Guitars, Tonewoods, and Sustainable Forestry

From the Editors of E – The Environmental Magazine

Dear EarthTalk: I heard we’re running out of so-called “tonewoods” for making acoustic guitars. Are there alternative materials that eco-minded luthiers can switch to?
– B.C., Montgomery. PA

Today’s guitars are crafted from spruce, mahogany, maple, or cedar. However, increased demand and widespread mechanized logging worldwide have decimated the populations of many of these so-called “tonewoods,” leaving luthiers (guitar makers) with little choice but to start considering alternative materials.

Man-made materials are becoming popular as tonewood alternatives. The most pervasive non-wood guitar material out there now is carbon fiber. Enya, Emerald, KLOS, and Lava Music are among the companies pioneering the use of carbon fiber as the base material for their guitars. It has many benefits, such as durability—it’s 10 times stronger than steel—and light weight.

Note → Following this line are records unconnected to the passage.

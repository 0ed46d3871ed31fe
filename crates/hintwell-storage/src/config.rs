//! Hint Store Configuration
//!
//! ## HintConfig
//!
//! Controls admission, segment sizing, replay throttling and the disk-space
//! watchdog for one shard's hint store:
//!
//! - **hints_dir / shard_id**: segments live under `<hints_dir>/<shard_id>/<endpoint>/`
//! - **hinted_dcs**: datacenters hints may be generated for (empty = all)
//! - **max_hint_window**: don't hint for peers unseen longer than this
//! - **max_shard_disk_space_size**: watchdog cap over all endpoint directories
//! - **max_size_of_hints_in_progress**: admission cap on not-yet-durable bytes (default: 10 MiB)
//! - **hint_segment_size**: seal the active segment at this size (default: 32 MiB)
//! - **max_hints_send_queue_length**: in-flight sends per segment (default: 128)
//! - **max_send_in_flight_memory / min_send_hint_budget**: byte budget for
//!   in-flight replayed mutations across the whole shard
//! - **hints_flush_period / hint_file_write_timeout / watchdog_period**: timers

use serde::{Deserialize, Serialize};
use std::collections::HashSet;
use std::path::PathBuf;
use std::time::Duration;

#[derive(Debug, Clone, Serialize, Deserialize)]
pub struct HintConfig {
    /// Root directory for hint segments.
    pub hints_dir: PathBuf,

    /// Shard identifier; names the per-shard subdirectory.
    #[serde(default)]
    pub shard_id: u32,

    /// Datacenters hints may be generated for. Empty means every DC.
    #[serde(default)]
    pub hinted_dcs: HashSet<String>,

    /// Suppress hinting for peers unseen longer than this (default: 3 hours).
    #[serde(default = "default_max_hint_window", with = "duration_ms")]
    pub max_hint_window: Duration,

    /// Watchdog cap on the shard's total on-disk hint bytes (default: 1 GiB).
    #[serde(default = "default_max_shard_disk_space_size")]
    pub max_shard_disk_space_size: u64,

    /// Admission cap on bytes admitted but not yet durable (default: 10 MiB).
    #[serde(default = "default_max_size_of_hints_in_progress")]
    pub max_size_of_hints_in_progress: u64,

    /// Seal the active segment when it reaches this size (default: 32 MiB).
    #[serde(default = "default_hint_segment_size")]
    pub hint_segment_size: u64,

    /// Advisory per-endpoint fair share of disk (default: 128 MiB).
    #[serde(default = "default_max_hints_per_ep_size")]
    pub max_hints_per_ep_size: u64,

    /// Maximum in-flight sends from a single segment (default: 128).
    #[serde(default = "default_max_hints_send_queue_length")]
    pub max_hints_send_queue_length: usize,

    /// Byte budget for in-flight replayed mutations shard-wide (default: 64 MiB).
    #[serde(default = "default_max_send_in_flight_memory")]
    pub max_send_in_flight_memory: usize,

    /// Minimum budget charged per in-flight hint (default: 2 KiB).
    #[serde(default = "default_min_send_hint_budget")]
    pub min_send_hint_budget: usize,

    /// Flush aggregated hints to disk this often (default: 10 s).
    #[serde(default = "default_hints_flush_period", with = "duration_ms")]
    pub hints_flush_period: Duration,

    /// Bound on a single durable append (default: 2 s).
    #[serde(default = "default_hint_file_write_timeout", with = "duration_ms")]
    pub hint_file_write_timeout: Duration,

    /// Disk-space audit period (default: 10 s).
    #[serde(default = "default_watchdog_period", with = "duration_ms")]
    pub watchdog_period: Duration,
}

impl HintConfig {
    pub fn new(hints_dir: impl Into<PathBuf>) -> Self {
        Self {
            hints_dir: hints_dir.into(),
            shard_id: 0,
            hinted_dcs: HashSet::new(),
            max_hint_window: default_max_hint_window(),
            max_shard_disk_space_size: default_max_shard_disk_space_size(),
            max_size_of_hints_in_progress: default_max_size_of_hints_in_progress(),
            hint_segment_size: default_hint_segment_size(),
            max_hints_per_ep_size: default_max_hints_per_ep_size(),
            max_hints_send_queue_length: default_max_hints_send_queue_length(),
            max_send_in_flight_memory: default_max_send_in_flight_memory(),
            min_send_hint_budget: default_min_send_hint_budget(),
            hints_flush_period: default_hints_flush_period(),
            hint_file_write_timeout: default_hint_file_write_timeout(),
            watchdog_period: default_watchdog_period(),
        }
    }

    /// Directory holding this shard's per-endpoint hint directories.
    pub fn shard_dir(&self) -> PathBuf {
        self.hints_dir.join(self.shard_id.to_string())
    }
}

fn default_max_hint_window() -> Duration {
    Duration::from_secs(3 * 60 * 60)
}

fn default_max_shard_disk_space_size() -> u64 {
    1024 * 1024 * 1024
}

fn default_max_size_of_hints_in_progress() -> u64 {
    10 * 1024 * 1024
}

fn default_hint_segment_size() -> u64 {
    32 * 1024 * 1024
}

fn default_max_hints_per_ep_size() -> u64 {
    128 * 1024 * 1024
}

fn default_max_hints_send_queue_length() -> usize {
    128
}

fn default_max_send_in_flight_memory() -> usize {
    64 * 1024 * 1024
}

fn default_min_send_hint_budget() -> usize {
    2 * 1024
}

fn default_hints_flush_period() -> Duration {
    Duration::from_secs(10)
}

fn default_hint_file_write_timeout() -> Duration {
    Duration::from_secs(2)
}

fn default_watchdog_period() -> Duration {
    Duration::from_secs(10)
}

mod duration_ms {
    use serde::{Deserialize, Deserializer, Serializer};
    use std::time::Duration;

    pub fn serialize<S>(duration: &Duration, serializer: S) -> Result<S::Ok, S::Error>
    where
        S: Serializer,
    {
        serializer.serialize_u64(duration.as_millis() as u64)
    }

    pub fn deserialize<'de, D>(deserializer: D) -> Result<Duration, D::Error>
    where
        D: Deserializer<'de>,
    {
        let ms = u64::deserialize(deserializer)?;
        Ok(Duration::from_millis(ms))
    }
}
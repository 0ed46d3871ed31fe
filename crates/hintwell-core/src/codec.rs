//! Hint Entry Wire Format
//!
//! Each entry in a segment file is a self-delimiting frame with a CRC32
//! checksum:
//!
//! ```text
//! ┌───────────┬──────────┬────────────────┬───────────┬───────┬──────────┬─────┬─────────┐
//! │ Body Size │ CRC32    │ Schema Version │ Table Len │ Table │ Key Len  │ Key │ Payload │
//! │ (4 bytes) │(4 bytes) │ (8 bytes)      │ (2 bytes) │(N)    │(4 bytes) │(M)  │(rest)   │
//! └───────────┴──────────┴────────────────┴───────────┴───────┴──────────┴─────┴─────────┘
//! ```
//!
//! All integers are big-endian. The checksum covers the body (everything
//! after the CRC field). A file that ends mid-frame yields
//! [`Error::TruncatedEntry`] so the segment reader can stop cleanly at a
//! torn final write instead of reporting corruption.

use bytes::{BufMut, Bytes, BytesMut};

use crate::error::{Error, Result};
use crate::hint::{FrozenMutation, SchemaVersion};

/// Size of the `[len][crc]` frame prefix.
pub const FRAME_HEADER_LEN: usize = 8;

/// Sanity cap on a single entry body; anything larger is corruption.
pub const MAX_ENTRY_SIZE: usize = 64 * 1024 * 1024;

/// Number of bytes `mutation` occupies on disk, frame header included.
pub fn encoded_len(mutation: &FrozenMutation) -> usize {
    FRAME_HEADER_LEN + body_len(mutation)
}

fn body_len(mutation: &FrozenMutation) -> usize {
    8 + 2 + mutation.table.len() + 4 + mutation.partition_key.len() + mutation.payload.len()
}

/// Encode one mutation into a complete frame.
pub fn encode_entry(mutation: &FrozenMutation) -> Bytes {
    let body_len = body_len(mutation);
    let mut buf = BytesMut::with_capacity(FRAME_HEADER_LEN + body_len);

    buf.put_u32(body_len as u32);
    buf.put_u32(0); // checksum backfilled below

    buf.put_u64(mutation.schema_version.0);
    buf.put_u16(mutation.table.len() as u16);
    buf.put_slice(mutation.table.as_bytes());
    buf.put_u32(mutation.partition_key.len() as u32);
    buf.put_slice(&mutation.partition_key);
    buf.put_slice(&mutation.payload);

    let crc = crc32fast::hash(&buf[FRAME_HEADER_LEN..]);
    buf[4..8].copy_from_slice(&crc.to_be_bytes());

    buf.freeze()
}

/// Verify the checksum and decode an entry body.
pub fn decode_body(expected_crc: u32, body: &[u8]) -> Result<FrozenMutation> {
    let actual = crc32fast::hash(body);
    if actual != expected_crc {
        return Err(Error::Corrupt {
            expected: expected_crc,
            actual,
        });
    }

    let mut offset = 0usize;
    let schema_version = SchemaVersion(read_u64(body, &mut offset)?);
    let table_len = read_u16(body, &mut offset)? as usize;
    let table = std::str::from_utf8(take(body, &mut offset, table_len)?)
        .map_err(|_| Error::Malformed("table name is not utf-8"))?
        .to_string();
    let key_len = read_u32(body, &mut offset)? as usize;
    let partition_key = Bytes::copy_from_slice(take(body, &mut offset, key_len)?);
    let payload = Bytes::copy_from_slice(&body[offset..]);

    Ok(FrozenMutation {
        table,
        partition_key,
        payload,
        schema_version,
    })
}

/// Decode one frame from the front of `buf`.
///
/// Returns the mutation and the number of bytes consumed.
pub fn decode_entry(buf: &[u8]) -> Result<(FrozenMutation, usize)> {
    if buf.len() < FRAME_HEADER_LEN {
        return Err(Error::TruncatedEntry {
            needed: FRAME_HEADER_LEN,
            available: buf.len(),
        });
    }
    let body_len = u32::from_be_bytes(buf[0..4].try_into().unwrap()) as usize;
    if body_len > MAX_ENTRY_SIZE {
        return Err(Error::EntryTooLarge(body_len, MAX_ENTRY_SIZE));
    }
    let crc = u32::from_be_bytes(buf[4..8].try_into().unwrap());
    let frame_len = FRAME_HEADER_LEN + body_len;
    if buf.len() < frame_len {
        return Err(Error::TruncatedEntry {
            needed: frame_len,
            available: buf.len(),
        });
    }
    let mutation = decode_body(crc, &buf[FRAME_HEADER_LEN..frame_len])?;
    Ok((mutation, frame_len))
}

fn take<'a>(data: &'a [u8], offset: &mut usize, len: usize) -> Result<&'a [u8]> {
    if *offset + len > data.len() {
        return Err(Error::TruncatedEntry {
            needed: *offset + len,
            available: data.len(),
        });
    }
    let slice = &data[*offset..*offset + len];
    *offset += len;
    Ok(slice)
}

fn read_u64(data: &[u8], offset: &mut usize) -> Result<u64> {
    Ok(u64::from_be_bytes(take(data, offset, 8)?.try_into().unwrap()))
}

fn read_u32(data: &[u8], offset: &mut usize) -> Result<u32> {
    Ok(u32::from_be_bytes(take(data, offset, 4)?.try_into().unwrap()))
}

fn read_u16(data: &[u8], offset: &mut usize) -> Result<u16> {
    Ok(u16::from_be_bytes(take(data, offset, 2)?.try_into().unwrap()))
}

#[cfg(test)]
mod tests {
    use super::*;

    fn sample() -> FrozenMutation {
        FrozenMutation::new(
            "ks.events",
            Bytes::from("partition-7"),
            Bytes::from(vec![0xAB; 256]),
            SchemaVersion(42),
        )
    }

    #[test]
    fn roundtrip() {
        let m = sample();
        let frame = encode_entry(&m);
        assert_eq!(frame.len(), encoded_len(&m));
        let (decoded, consumed) = decode_entry(&frame).unwrap();
        assert_eq!(consumed, frame.len());
        assert_eq!(decoded, m);
    }

    #[test]
    fn roundtrip_empty_key_and_payload() {
        let m = FrozenMutation::new("t", Bytes::new(), Bytes::new(), SchemaVersion(0));
        let frame = encode_entry(&m);
        let (decoded, _) = decode_entry(&frame).unwrap();
        assert_eq!(decoded, m);
    }

    #[test]
    fn two_frames_back_to_back() {
        let a = sample();
        let b = FrozenMutation::new("other", Bytes::from("k"), Bytes::from("v"), SchemaVersion(1));
        let mut buf = Vec::new();
        buf.extend_from_slice(&encode_entry(&a));
        buf.extend_from_slice(&encode_entry(&b));

        let (first, consumed) = decode_entry(&buf).unwrap();
        assert_eq!(first, a);
        let (second, _) = decode_entry(&buf[consumed..]).unwrap();
        assert_eq!(second, b);
    }

    #[test]
    fn corrupt_body_detected() {
        let frame = encode_entry(&sample());
        let mut bad = frame.to_vec();
        let last = bad.len() - 1;
        bad[last] ^= 0xFF;
        match decode_entry(&bad) {
            Err(Error::Corrupt { .. }) => {}
            other => panic!("expected Corrupt, got {other:?}"),
        }
    }

    #[test]
    fn torn_tail_reported_as_truncated() {
        let frame = encode_entry(&sample());
        // Cut inside the body
        let cut = &frame[..frame.len() - 10];
        match decode_entry(cut) {
            Err(Error::TruncatedEntry { .. }) => {}
            other => panic!("expected TruncatedEntry, got {other:?}"),
        }
        // Cut inside the header
        match decode_entry(&frame[..4]) {
            Err(Error::TruncatedEntry { .. }) => {}
            other => panic!("expected TruncatedEntry, got {other:?}"),
        }
    }

    #[test]
    fn absurd_length_rejected() {
        let mut buf = vec![0u8; 16];
        buf[0..4].copy_from_slice(&(u32::MAX).to_be_bytes());
        match decode_entry(&buf) {
            Err(Error::EntryTooLarge(..)) => {}
            other => panic!("expected EntryTooLarge, got {other:?}"),
        }
    }
}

Still, it’s hardly sustainable because it’s made from a non-biodegradable petroleum-based polymer that cannot be recycled or melted down.

Alternative Tonewood

A better choice for the eco-minded strummer could be Flaxwood, made by breaking the grain structure of natural wood and injection-molding it into shape with an acoustically sensitive binding agent. The resulting composite resists humidity changes and provides an eco-friendly alternative to tonewoods.

Another good option is a guitar made out of reclaimed wood. Whether the wood was salvaged from a barn, a table, or a deck, it could be the perfectly aged tonewood of your dreams. And you’re saving living trees from being cut down to build a new guitar.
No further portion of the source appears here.